I have an application that acquires an image whenever a LED is turned on. The camera (AVT procilica GigE GC660m) has a trigger line wired to the LED board, so that a levelHigh signal (as long as LED is on -- controled by the pulse time in ms) will trigger the camera to expose. The app worked fine before, but all of a sudden got so messed up that sometimes I got cpu usage shooting up to 100%!

 

I stripped the code to the simplest form: the app first configure the camera and register "Frame Done" event.

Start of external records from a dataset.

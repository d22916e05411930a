// SPDX-License-Identifier: MIT OR Apache-2.0
//! Deterministic object identities for store upserts.
//!
//! All upserts use UUIDv5 over a stable key, so re-running a write with the
//! same inputs is a no-op at the store.

use md5::{Digest, Md5};
use uuid::Uuid;

fn md5_prefix(text: &str, length: usize) -> String {
    let digest = Md5::digest(text.as_bytes());
    let mut out = String::new();
    for byte in digest.iter() {
        out.push_str(&format!("{byte:02x}"));
        if out.len() >= length {
            break;
        }
    }
    out.truncate(length);
    out
}

/// Identity of a video: UUIDv5 over its URL.
pub fn video_uuid(video_url: &str) -> Uuid {
    Uuid::new_v5(&Uuid::NAMESPACE_URL, video_url.as_bytes())
}

/// Identity of a recommendation card:
/// `{video-uuid}:{startSec}:{endSec}:{md5(text)[..10]}`.
pub fn card_uuid(video_uuid: Uuid, start_sec: u32, end_sec: u32, text: &str) -> Uuid {
    let key = format!(
        "{video_uuid}:{start_sec}:{end_sec}:{}",
        md5_prefix(text, 10)
    );
    Uuid::new_v5(&Uuid::NAMESPACE_URL, key.as_bytes())
}

/// Identity of a product: UUIDv5 over `{link}::{question}`.
pub fn product_uuid(link: &str, question: &str) -> Uuid {
    let key = format!("{link}::{question}");
    Uuid::new_v5(&Uuid::NAMESPACE_URL, key.trim().as_bytes())
}

/// Identity of a product card:
/// `{product-uuid}:{md5(question || opportunity)[..10]}`.
pub fn product_card_uuid(product_uuid: Uuid, question: &str, opportunity: &str) -> Uuid {
    let digest = md5_prefix(&format!("{question}||{opportunity}"), 10);
    Uuid::new_v5(
        &Uuid::NAMESPACE_URL,
        format!("{product_uuid}:{digest}").as_bytes(),
    )
}

/// Deep link into a video at `start_sec`, appending `t=` with the joiner the
/// URL calls for (already-deep-linked URLs pass through).
pub fn timestamp_url(video_url: &str, start_sec: u32) -> String {
    if video_url.contains("t=") {
        return video_url.to_string();
    }
    let joiner = if video_url.contains('?') { "&" } else { "?" };
    format!("{video_url}{joiner}t={start_sec}s")
}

Inside the for-loop (I have 40 LEDs), I'll turn on one LED at a time (send through LabjackU3 DAQ), then capture the image.

 

problem: for pulse time > 5ms, the code works fine; while for exposure time ~ 2ms, I will get timeout error, sometimes after 3k frames done if lucky, other times only 80s. Most weird thing is that after the timeout, even if I aboard the app and start over (with expores > 5ms), the timing completely messed up and I get frequent time out (every 5 - 10 frames)! Then I'll have to disable the "Acquire Image" block to let only the LEDs run for a while. The timing with LED-run-only is off at first, but eventually get back to normal. Only then the app works again.

 

1) since the code uses sequenced acquisition, loop over "triggering -> frame done -> triggering", why there's time out for small pulse time? Without image acquisition, the LED turned on and off with ~ 2ms just fine.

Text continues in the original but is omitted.